In the movie Sunset Blvd, William Holden’s character called Schwab’s “headquarters; a combination office, coffee klatch, and waiting room” for Hollywood folks. The Garden of Allah hotel was just across the street so when resident F. Scott Fitzgeralddiscovered the Bavarian chocolate bars they sold there, he was a frequent visitor. (Fitzgerald was a recovering alcoholic at the time–or at least trying hard to be–and he satisfied the hunger for the sugar in alcohol by substituting chocolate instead.) Ava Gardner lived for a while at the Garden of Allah while she was married to bandleader, Artie Shaw. One day she went over to Schwab’s in the mood for an ice cream soda. She must have been handy with the scooper because pretty soon she was making them for everyone and left with an open invitation to come back any time she wanted and make herself home behind the counter.
It might be Hollywood ballyhooing one of its own legends, but apparently songwriter Harold Arlen wrote Over the Rainbow in one of the booths at Schwab’s.(Can you imagine sitting in some random booth one of the Schwab brothers directed you to, and while you’re plowing into your bagels and lox, some guy next door is humming some new tune he’s tinkering with, something about a rainbow…? I dunno, whatever, but aren’t these onion bagels delicious…?)

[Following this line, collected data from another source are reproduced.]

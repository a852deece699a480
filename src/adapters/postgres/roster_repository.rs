//! PostgreSQL implementation of RosterRepository.
//!
//! A session is a transaction that starts with `SELECT ... FOR UPDATE` on the
//! lesson row. Concurrent sessions on the same lesson queue behind that row
//! lock; commit writes the lesson and every new or changed enrollment in the
//! same transaction. Dropping the session rolls the transaction back.

use async_trait::async_trait;
use sqlx::{PgPool, Postgres, Transaction};

use crate::domain::enrollment::Enrollment;
use crate::domain::foundation::{DomainError, EnrollmentId, LessonId};
use crate::domain::lesson::Lesson;
use crate::domain::roster::Roster;
use crate::ports::{RosterRepository, RosterSession};

use super::rows::{
    db_error, enrollment_from_row, lesson_from_row, to_db_count, ENROLLMENT_COLUMNS,
    LESSON_COLUMNS,
};

/// PostgreSQL implementation of the RosterRepository port.
pub struct PostgresRosterRepository {
    pool: PgPool,
}

impl PostgresRosterRepository {
    pub fn new(pool: PgPool) -> Self {
        Self { pool }
    }
}

#[async_trait]
impl RosterRepository for PostgresRosterRepository {
    async fn insert(&self, roster: &Roster) -> Result<(), DomainError> {
        let mut tx = self
            .pool
            .begin()
            .await
            .map_err(db_error("Failed to begin transaction"))?;

        insert_lesson(&mut tx, roster.lesson()).await?;
        for enrollment in roster.enrollments() {
            insert_enrollment(&mut tx, enrollment).await?;
        }

        tx.commit()
            .await
            .map_err(db_error("Failed to commit transaction"))?;
        Ok(())
    }

    async fn open(
        &self,
        lesson_id: LessonId,
    ) -> Result<Option<Box<dyn RosterSession>>, DomainError> {
        let mut tx = self
            .pool
            .begin()
            .await
            .map_err(db_error("Failed to begin transaction"))?;

        let lesson_row = sqlx::query(&format!(
            "SELECT {} FROM lessons WHERE id = $1 FOR UPDATE",
            LESSON_COLUMNS
        ))
        .bind(lesson_id.as_uuid())
        .fetch_optional(&mut *tx)
        .await
        .map_err(db_error("Failed to lock lesson"))?;

        let Some(lesson_row) = lesson_row else {
            return Ok(None);
        };
        let lesson = lesson_from_row(&lesson_row)?;

        let enrollment_rows = sqlx::query(&format!(
            "SELECT {} FROM enrollments WHERE lesson_id = $1 ORDER BY enrolled_at",
            ENROLLMENT_COLUMNS
        ))
        .bind(lesson_id.as_uuid())
        .fetch_all(&mut *tx)
        .await
        .map_err(db_error("Failed to load enrollments"))?;

        let enrollments = enrollment_rows
            .iter()
            .map(enrollment_from_row)
            .collect::<Result<Vec<_>, _>>()?;

        let roster = Roster::reconstitute(lesson, enrollments)?;

        tracing::debug!(%lesson_id, "lesson row locked");
        Ok(Some(Box::new(PostgresRosterSession {
            tx,
            original: roster.clone(),
            working: roster,
        })))
    }

    async fn lesson_id_for(
        &self,
        enrollment_id: EnrollmentId,
    ) -> Result<Option<LessonId>, DomainError> {
        let row: Option<(uuid::Uuid,)> =
            sqlx::query_as("SELECT lesson_id FROM enrollments WHERE id = $1")
                .bind(enrollment_id.as_uuid())
                .fetch_optional(&self.pool)
                .await
                .map_err(db_error("Failed to find enrollment"))?;

        Ok(row.map(|(id,)| LessonId::from_uuid(id)))
    }
}

/// Session over one locked lesson row.
struct PostgresRosterSession {
    tx: Transaction<'static, Postgres>,
    original: Roster,
    working: Roster,
}

#[async_trait]
impl RosterSession for PostgresRosterSession {
    fn roster(&self) -> &Roster {
        &self.working
    }

    fn roster_mut(&mut self) -> &mut Roster {
        &mut self.working
    }

    async fn commit(self: Box<Self>) -> Result<(), DomainError> {
        let PostgresRosterSession {
            mut tx,
            original,
            working,
        } = *self;

        if working.lesson() != original.lesson() {
            update_lesson(&mut tx, working.lesson()).await?;
        }

        for enrollment in working.enrollments() {
            match original.enrollment(enrollment.id()) {
                None => insert_enrollment(&mut tx, enrollment).await?,
                Some(before) if before != enrollment => {
                    update_enrollment(&mut tx, enrollment).await?
                }
                Some(_) => {}
            }
        }

        tx.commit()
            .await
            .map_err(db_error("Failed to commit transaction"))?;

        tracing::debug!(lesson_id = %working.lesson().id(), "roster committed");
        Ok(())
    }
}

// ════════════════════════════════════════════════════════════════════════════════
// Helper Functions
// ════════════════════════════════════════════════════════════════════════════════

async fn insert_lesson(
    tx: &mut Transaction<'static, Postgres>,
    lesson: &Lesson,
) -> Result<(), DomainError> {
    sqlx::query(
        r#"
        INSERT INTO lessons (
            id, teacher_id, title, amount, min_student, max_student, current_student,
            start_date, end_date, deadline, status, created_at, updated_at
        ) VALUES ($1, $2, $3, $4, $5, $6, $7, $8, $9, $10, $11, $12, $13)
        "#,
    )
    .bind(lesson.id().as_uuid())
    .bind(lesson.teacher_id().as_str())
    .bind(lesson.title())
    .bind(lesson.amount())
    .bind(to_db_count(lesson.min_student())?)
    .bind(to_db_count(lesson.max_student())?)
    .bind(to_db_count(lesson.current_student())?)
    .bind(lesson.start_date())
    .bind(lesson.end_date())
    .bind(lesson.deadline())
    .bind(lesson.status().as_str())
    .bind(lesson.created_at().as_datetime())
    .bind(lesson.updated_at().as_datetime())
    .execute(&mut **tx)
    .await
    .map_err(db_error("Failed to insert lesson"))?;

    Ok(())
}

async fn update_lesson(
    tx: &mut Transaction<'static, Postgres>,
    lesson: &Lesson,
) -> Result<(), DomainError> {
    sqlx::query(
        r#"
        UPDATE lessons SET
            title = $2,
            amount = $3,
            min_student = $4,
            max_student = $5,
            current_student = $6,
            start_date = $7,
            end_date = $8,
            deadline = $9,
            status = $10,
            updated_at = $11
        WHERE id = $1
        "#,
    )
    .bind(lesson.id().as_uuid())
    .bind(lesson.title())
    .bind(lesson.amount())
    .bind(to_db_count(lesson.min_student())?)
    .bind(to_db_count(lesson.max_student())?)
    .bind(to_db_count(lesson.current_student())?)
    .bind(lesson.start_date())
    .bind(lesson.end_date())
    .bind(lesson.deadline())
    .bind(lesson.status().as_str())
    .bind(lesson.updated_at().as_datetime())
    .execute(&mut **tx)
    .await
    .map_err(db_error("Failed to update lesson"))?;

    Ok(())
}

async fn insert_enrollment(
    tx: &mut Transaction<'static, Postgres>,
    enrollment: &Enrollment,
) -> Result<(), DomainError> {
    sqlx::query(
        r#"
        INSERT INTO enrollments (
            id, lesson_id, student_id, status, enrolled_at,
            canceled_at, refund_requested_at, refunded_at
        ) VALUES ($1, $2, $3, $4, $5, $6, $7, $8)
        "#,
    )
    .bind(enrollment.id().as_uuid())
    .bind(enrollment.lesson_id().as_uuid())
    .bind(enrollment.student_id().as_str())
    .bind(enrollment.status().as_str())
    .bind(enrollment.enrolled_at().as_datetime())
    .bind(enrollment.canceled_at().map(|t| *t.as_datetime()))
    .bind(enrollment.refund_requested_at().map(|t| *t.as_datetime()))
    .bind(enrollment.refunded_at().map(|t| *t.as_datetime()))
    .execute(&mut **tx)
    .await
    .map_err(db_error("Failed to insert enrollment"))?;

    Ok(())
}

async fn update_enrollment(
    tx: &mut Transaction<'static, Postgres>,
    enrollment: &Enrollment,
) -> Result<(), DomainError> {
    sqlx::query(
        r#"
        UPDATE enrollments SET
            status = $2,
            canceled_at = $3,
            refund_requested_at = $4,
            refunded_at = $5
        WHERE id = $1
        "#,
    )
    .bind(enrollment.id().as_uuid())
    .bind(enrollment.status().as_str())
    .bind(enrollment.canceled_at().map(|t| *t.as_datetime()))
    .bind(enrollment.refund_requested_at().map(|t| *t.as_datetime()))
    .bind(enrollment.refunded_at().map(|t| *t.as_datetime()))
    .execute(&mut **tx)
    .await
    .map_err(db_error("Failed to update enrollment"))?;

    Ok(())
}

In true Hollywood fashion, the thing that Schwab’s is most famous for–being the place where Lana Turner was discovered–is just an urban myth. It’s true that she was discovered at a Hollywood drug store, but it wasn’t Schwab’s. She was at the Top Hat Cafe further down Sunset, skipping school (she went to nearby Hollywood High) when she was spotted by Billy Wilkerson, publisher of the Hollywood Reporter. Wilkerson was attracted by her beauty and physique (the guy was only human, after all), and referred her to Zeppo Marx, a talent agent, who also happened to be one of the Marx brothers. Marx’s agency immediately signed her on and introduced her to film director Mervyn LeRoy, who cast her in her first film, They Won’t Forget (1937). The only connecting Lana had to Schwab’s was that, for a while Harpo Marx lived next door at the Garden of Allah so Zeppo more than likely ate there a lot.

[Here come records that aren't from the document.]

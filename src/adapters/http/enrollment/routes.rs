//! HTTP routes for enrollment endpoints.

use axum::{routing::patch, Router};

use crate::adapters::http::state::ApiState;

use super::handlers::{approve_refund, cancel_enrollment, request_refund};

/// Enrollment routes, mounted at `/api/enrollments`.
///
/// Enrolling lives under the lesson routes (`POST /api/lessons/:id/enrollments`).
pub fn enrollment_routes() -> Router<ApiState> {
    Router::new()
        .route("/:id/cancel", patch(cancel_enrollment))
        .route("/:id/refund-request", patch(request_refund))
        .route("/:id/refund-approval", patch(approve_refund))
}
//! Lesson command and query handlers.

mod create_lesson;
mod get_lesson;
mod get_lesson_pricing;
mod list_enrollments;
mod set_lesson_status;
mod update_lesson;

pub use create_lesson::{CreateLessonCommand, CreateLessonHandler, CreateLessonResult};
pub use get_lesson::{GetLessonHandler, GetLessonQuery, LessonView};
pub use get_lesson_pricing::{GetLessonPricingHandler, GetLessonPricingQuery};
pub use list_enrollments::{ListEnrollmentsHandler, ListEnrollmentsQuery};
pub use set_lesson_status::{SetLessonStatusCommand, SetLessonStatusHandler, SetLessonStatusResult};
pub use update_lesson::{UpdateLessonCommand, UpdateLessonHandler, UpdateLessonResult};
//! GetLessonPricingHandler - Query handler for the current per-student price.

use std::sync::Arc;

use crate::domain::foundation::LessonId;
use crate::domain::lesson::LessonError;
use crate::domain::pricing::PriceQuote;
use crate::ports::RosterReader;

/// Query for a lesson's current price.
#[derive(Debug, Clone, Copy)]
pub struct GetLessonPricingQuery {
    pub lesson_id: LessonId,
}

/// Handler quoting the group price from the committed head count.
pub struct GetLessonPricingHandler {
    reader: Arc<dyn RosterReader>,
}

impl GetLessonPricingHandler {
    pub fn new(reader: Arc<dyn RosterReader>) -> Self {
        Self { reader }
    }

    pub async fn handle(&self, query: GetLessonPricingQuery) -> Result<PriceQuote, LessonError> {
        let lesson = self
            .reader
            .find_lesson(query.lesson_id)
            .await?
            .ok_or_else(|| LessonError::not_found(query.lesson_id))?;

        Ok(lesson.price_quote())
    }
}
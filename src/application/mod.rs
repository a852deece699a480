//! Application layer - Commands, Queries, and Handlers.
//!
//! This layer orchestrates domain operations and coordinates between ports.
//! Command handlers open a roster session, mutate, commit, then publish;
//! query handlers read committed state only.

pub mod handlers;

pub use handlers::{
    // Lesson handlers
    CreateLessonCommand, CreateLessonHandler, CreateLessonResult,
    GetLessonHandler, GetLessonPricingHandler, GetLessonPricingQuery, GetLessonQuery,
    ListEnrollmentsHandler, ListEnrollmentsQuery, LessonView,
    SetLessonStatusCommand, SetLessonStatusHandler, SetLessonStatusResult,
    UpdateLessonCommand, UpdateLessonHandler, UpdateLessonResult,
    // Enrollment handlers
    ApproveRefundCommand, ApproveRefundHandler, ApproveRefundResult,
    CancelEnrollmentCommand, CancelEnrollmentHandler, CancelEnrollmentResult,
    EnrollCommand, EnrollHandler, EnrollResult,
    RequestRefundCommand, RequestRefundHandler, RequestRefundResult,
};
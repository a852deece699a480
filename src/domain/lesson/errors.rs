//! Lesson-specific error types.
//!
//! # HTTP Status Mapping
//!
//! | Error | HTTP Status |
//! |-------|-------------|
//! | NotFound | 404 |
//! | NotActive | 409 |
//! | Full | 409 |
//! | AlreadyStarted | 409 |
//! | InvalidTransition | 409 |
//! | Forbidden | 403 |
//! | ValidationFailed | 400 |
//! | CapacityUnderflow | 500 |
//! | Infrastructure | 500 |

use crate::domain::foundation::{DomainError, ErrorCode, LessonId, UserId, ValidationError};

use super::LessonStatus;

/// Lesson-specific errors.
#[derive(Debug, Clone, PartialEq, Eq)]
pub enum LessonError {
    /// Lesson was not found.
    NotFound(LessonId),

    /// Lesson is not recruiting (closed or canceled).
    NotActive {
        lesson_id: LessonId,
        status: LessonStatus,
    },

    /// Every seat is taken.
    Full {
        lesson_id: LessonId,
        max_student: u32,
    },

    /// Lesson has already started and can no longer be edited.
    AlreadyStarted(LessonId),

    /// Requested status change is not allowed.
    InvalidTransition {
        from: LessonStatus,
        to: LessonStatus,
    },

    /// Caller does not own the lesson.
    Forbidden {
        lesson_id: LessonId,
        user_id: UserId,
    },

    /// Validation failed.
    ValidationFailed { field: String, message: String },

    /// A seat release would drive the head count below zero.
    CapacityUnderflow(LessonId),

    /// Infrastructure error.
    Infrastructure(String),
}

impl LessonError {
    pub fn not_found(id: LessonId) -> Self {
        LessonError::NotFound(id)
    }

    pub fn not_active(lesson_id: LessonId, status: LessonStatus) -> Self {
        LessonError::NotActive { lesson_id, status }
    }

    pub fn full(lesson_id: LessonId, max_student: u32) -> Self {
        LessonError::Full {
            lesson_id,
            max_student,
        }
    }

    pub fn invalid_transition(from: LessonStatus, to: LessonStatus) -> Self {
        LessonError::InvalidTransition { from, to }
    }

    pub fn forbidden(lesson_id: LessonId, user_id: UserId) -> Self {
        LessonError::Forbidden { lesson_id, user_id }
    }

    pub fn validation(field: impl Into<String>, message: impl Into<String>) -> Self {
        LessonError::ValidationFailed {
            field: field.into(),
            message: message.into(),
        }
    }

    pub fn infrastructure(message: impl Into<String>) -> Self {
        LessonError::Infrastructure(message.into())
    }

    /// Returns the error code for this error.
    pub fn code(&self) -> ErrorCode {
        match self {
            LessonError::NotFound(_) => ErrorCode::LessonNotFound,
            LessonError::NotActive { .. } => ErrorCode::LessonNotActive,
            LessonError::Full { .. } => ErrorCode::LessonFull,
            LessonError::AlreadyStarted(_) => ErrorCode::LessonAlreadyStarted,
            LessonError::InvalidTransition { .. } => ErrorCode::InvalidStateTransition,
            LessonError::Forbidden { .. } => ErrorCode::Forbidden,
            LessonError::ValidationFailed { .. } => ErrorCode::ValidationFailed,
            LessonError::CapacityUnderflow(_) => ErrorCode::InternalError,
            LessonError::Infrastructure(_) => ErrorCode::DatabaseError,
        }
    }

    /// Returns a user-facing error message.
    pub fn message(&self) -> String {
        match self {
            LessonError::NotFound(id) => format!("Lesson not found: {}", id),
            LessonError::NotActive { lesson_id, status } => {
                format!("Lesson {} is not accepting enrollments ({})", lesson_id, status)
            }
            LessonError::Full {
                lesson_id,
                max_student,
            } => format!(
                "Lesson {} is full ({} of {} seats taken)",
                lesson_id, max_student, max_student
            ),
            LessonError::AlreadyStarted(id) => {
                format!("Lesson {} has already started and can no longer be edited", id)
            }
            LessonError::InvalidTransition { from, to } => {
                format!("Cannot change lesson status from {} to {}", from, to)
            }
            LessonError::Forbidden { lesson_id, user_id } => {
                format!("User {} does not own lesson {}", user_id, lesson_id)
            }
            LessonError::ValidationFailed { field, message } => {
                format!("Validation failed for '{}': {}", field, message)
            }
            LessonError::CapacityUnderflow(id) => {
                format!("Lesson {} has no enrolled student to release", id)
            }
            LessonError::Infrastructure(msg) => format!("Error: {}", msg),
        }
    }

    /// Returns true if this error should trigger a retry by the caller.
    pub fn is_retryable(&self) -> bool {
        matches!(self, LessonError::Infrastructure(_))
    }
}

impl std::fmt::Display for LessonError {
    fn fmt(&self, f: &mut std::fmt::Formatter<'_>) -> std::fmt::Result {
        write!(f, "{}", self.message())
    }
}

impl std::error::Error for LessonError {}

impl From<ValidationError> for LessonError {
    fn from(err: ValidationError) -> Self {
        LessonError::ValidationFailed {
            field: err.field().to_string(),
            message: err.to_string(),
        }
    }
}

impl From<DomainError> for LessonError {
    fn from(err: DomainError) -> Self {
        match err.code {
            ErrorCode::ValidationFailed => LessonError::ValidationFailed {
                field: err
                    .details
                    .get("field")
                    .cloned()
                    .unwrap_or_else(|| "unknown".to_string()),
                message: err.message,
            },
            _ => LessonError::Infrastructure(err.to_string()),
        }
    }
}

impl From<LessonError> for DomainError {
    fn from(err: LessonError) -> Self {
        DomainError::new(err.code(), err.message())
    }
}
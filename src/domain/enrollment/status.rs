//! Enrollment status state machine.
//!
//! ```text
//! ENROLLED ──► CANCELED                 (before the deadline)
//!     │
//!     └──────► REFUND_REQUESTED ──► REFUNDED   (after the deadline)
//! ```

use serde::{Deserialize, Serialize};
use std::fmt;
use std::str::FromStr;

use crate::domain::foundation::{StateMachine, ValidationError};

/// Status of one student's seat in a lesson.
#[derive(Debug, Clone, Copy, PartialEq, Eq, Hash, Serialize, Deserialize)]
#[serde(rename_all = "SCREAMING_SNAKE_CASE")]
pub enum EnrollmentStatus {
    /// Holding a seat.
    Enrolled,

    /// Freely canceled before the deadline. Terminal.
    Canceled,

    /// Seat released after the deadline; waiting for settlement.
    RefundRequested,

    /// Settlement approved the refund. Terminal.
    Refunded,
}

impl EnrollmentStatus {
    /// True if the enrollment counts toward the lesson head count.
    pub fn holds_seat(&self) -> bool {
        matches!(self, EnrollmentStatus::Enrolled)
    }

    pub fn as_str(&self) -> &'static str {
        match self {
            EnrollmentStatus::Enrolled => "ENROLLED",
            EnrollmentStatus::Canceled => "CANCELED",
            EnrollmentStatus::RefundRequested => "REFUND_REQUESTED",
            EnrollmentStatus::Refunded => "REFUNDED",
        }
    }
}

impl StateMachine for EnrollmentStatus {
    fn can_transition_to(&self, target: &Self) -> bool {
        use EnrollmentStatus::*;
        matches!(
            (self, target),
            (Enrolled, Canceled) | (Enrolled, RefundRequested) | (RefundRequested, Refunded)
        )
    }

    fn valid_transitions(&self) -> Vec<Self> {
        use EnrollmentStatus::*;
        match self {
            Enrolled => vec![Canceled, RefundRequested],
            RefundRequested => vec![Refunded],
            Canceled | Refunded => vec![],
        }
    }
}

impl fmt::Display for EnrollmentStatus {
    fn fmt(&self, f: &mut fmt::Formatter<'_>) -> fmt::Result {
        f.write_str(self.as_str())
    }
}

impl FromStr for EnrollmentStatus {
    type Err = ValidationError;

    fn from_str(s: &str) -> Result<Self, Self::Err> {
        match s.to_ascii_uppercase().as_str() {
            "ENROLLED" => Ok(EnrollmentStatus::Enrolled),
            "CANCELED" | "CANCELLED" => Ok(EnrollmentStatus::Canceled),
            "REFUND_REQUESTED" => Ok(EnrollmentStatus::RefundRequested),
            "REFUNDED" => Ok(EnrollmentStatus::Refunded),
            other => Err(ValidationError::invalid_format(
                "enrollment_status",
                format!("unknown status '{}'", other),
            )),
        }
    }
}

Other Schwab’s locations included stores at 6255 Hollywood Blvd. in Hollywood, 401 N. Bedford Dr. in Beverly Hills and 430 N. Roxbury, also in Beverly Hills. (Marilyn Monroe had her prescriptions filled at the one on Bedford). But none of them ever came close in popularity to the Sunset Boulevard location. The Schwab’s Pharmacy that we all think of when we hear the name “Schwabs” held its reputation through until the 1980s. According to a 1976 roundup conducted by the LA Times, Schwab’swas still considered one of the best spots in town to grab a plain old cup o’ coffee (Schwab’s served Apfel’s).

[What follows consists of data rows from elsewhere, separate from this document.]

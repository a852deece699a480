//! Plumbing shared by the command handlers.

use crate::domain::enrollment::EnrollmentError;
use crate::domain::foundation::{EnrollmentId, LessonId, UserId};
use crate::domain::lesson::LessonError;
use crate::domain::roster::RosterEvent;
use crate::ports::{EventPublisher, RosterRepository, RosterSession};

/// Opens the roster session of a lesson, failing with `NotFound`.
pub(crate) async fn open_lesson(
    repository: &dyn RosterRepository,
    lesson_id: LessonId,
) -> Result<Box<dyn RosterSession>, LessonError> {
    repository
        .open(lesson_id)
        .await?
        .ok_or_else(|| LessonError::not_found(lesson_id))
}

/// Opens the roster session that owns an enrollment, failing with `NotFound`.
pub(crate) async fn open_enrollment(
    repository: &dyn RosterRepository,
    enrollment_id: EnrollmentId,
) -> Result<Box<dyn RosterSession>, EnrollmentError> {
    let lesson_id = repository
        .lesson_id_for(enrollment_id)
        .await?
        .ok_or_else(|| EnrollmentError::not_found(enrollment_id))?;

    // A lesson is never deleted, so a missing roster here is corruption.
    repository.open(lesson_id).await?.ok_or_else(|| {
        EnrollmentError::infrastructure(format!(
            "enrollment {} references missing lesson {}",
            enrollment_id, lesson_id
        ))
    })
}

/// Hands committed events to the publisher.
///
/// Never fails: the transition is already durable, so a delivery problem is
/// logged and the operation still succeeds.
pub(crate) async fn publish_committed(
    publisher: &dyn EventPublisher,
    events: Vec<RosterEvent>,
    actor: &UserId,
) {
    let mut envelopes = Vec::with_capacity(events.len());
    for event in &events {
        match event.to_envelope() {
            Ok(envelope) => envelopes.push(envelope.with_user_id(actor.as_str())),
            Err(e) => tracing::warn!(
                event_type = event.event_type(),
                error = %e,
                "dropping event that could not be serialized"
            ),
        }
    }
    if envelopes.is_empty() {
        return;
    }

    let count = envelopes.len();
    if let Err(e) = publisher.publish_all(envelopes).await {
        tracing::warn!(error = %e, count, "event publication failed after commit");
    }
}
//! Roster repository port (write side).
//!
//! Every state transition on a lesson runs inside a `RosterSession`: an
//! exclusive, per-lesson unit of work. Two sessions for the same lesson never
//! overlap, so the capacity check and the capacity change of `enroll` are
//! atomic, and duplicate cancellations see the first one's result.
//!
//! # Design
//!
//! - **Working copy**: changes made through `roster_mut` become visible to
//!   readers only on `commit`
//! - **Drop discards**: a session dropped without `commit` leaves storage as
//!   it was, so an enrollment transition and its capacity delta are
//!   persisted together or not at all
//! - **Keep it short**: nothing should await external I/O while a session
//!   is open
//!
//! # Example
//!
//! ```ignore
//! let mut session = repo
//!     .open(lesson_id)
//!     .await?
//!     .ok_or(LessonError::not_found(lesson_id))?;
//!
//! session.roster_mut().enroll(EnrollmentId::new(), student_id, now)?;
//! let events = session.roster_mut().take_events();
//! session.commit().await?;
//! ```

use async_trait::async_trait;

use crate::domain::foundation::{DomainError, EnrollmentId, LessonId};
use crate::domain::roster::Roster;

/// Repository port for lesson rosters.
#[async_trait]
pub trait RosterRepository: Send + Sync {
    /// Persists the roster of a newly created lesson.
    ///
    /// # Errors
    ///
    /// - `DatabaseError` on persistence failure or duplicate lesson ID
    async fn insert(&self, roster: &Roster) -> Result<(), DomainError>;

    /// Opens an exclusive session on a lesson's roster.
    ///
    /// Waits while another session holds the lesson. Returns `None` if the
    /// lesson does not exist.
    async fn open(&self, lesson_id: LessonId)
        -> Result<Option<Box<dyn RosterSession>>, DomainError>;

    /// Resolves the lesson an enrollment belongs to.
    ///
    /// The mapping never changes once an enrollment exists, so it can be
    /// read before opening a session.
    async fn lesson_id_for(
        &self,
        enrollment_id: EnrollmentId,
    ) -> Result<Option<LessonId>, DomainError>;
}

/// Exclusive unit of work over one lesson's roster.
#[async_trait]
pub trait RosterSession: Send {
    /// The working copy.
    fn roster(&self) -> &Roster;

    /// Mutable access to the working copy.
    fn roster_mut(&mut self) -> &mut Roster;

    /// Publishes the working copy and releases the lock.
    ///
    /// # Errors
    ///
    /// - `DatabaseError` if the changes could not be persisted; nothing is
    ///   written in that case
    async fn commit(self: Box<Self>) -> Result<(), DomainError>;
}

#[cfg(test)]
mod tests {
    use super::*;

    #[allow(dead_code)]
    fn assert_object_safe(_: &dyn RosterRepository, _: Box<dyn RosterSession>) {}

    #[test]
    fn sessions_can_cross_tasks() {
        fn assert_send<T: Send + ?Sized>() {}
        assert_send::<Box<dyn RosterSession>>();
    }
}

But, sooner or later the wrecking ball comes for us all. In October of 1983, the business no longer made money (you wonder how the hell they held on for so long if they let every Cary, Clark, Charlie and Jimmy sit on a cup of coffee all day), and the Schwab family closed the doors. The place stood vacant until 1988 when the wrecking ball finally paid a call to the one place anybody could call home while they waited for that call, that one call, which would change everything.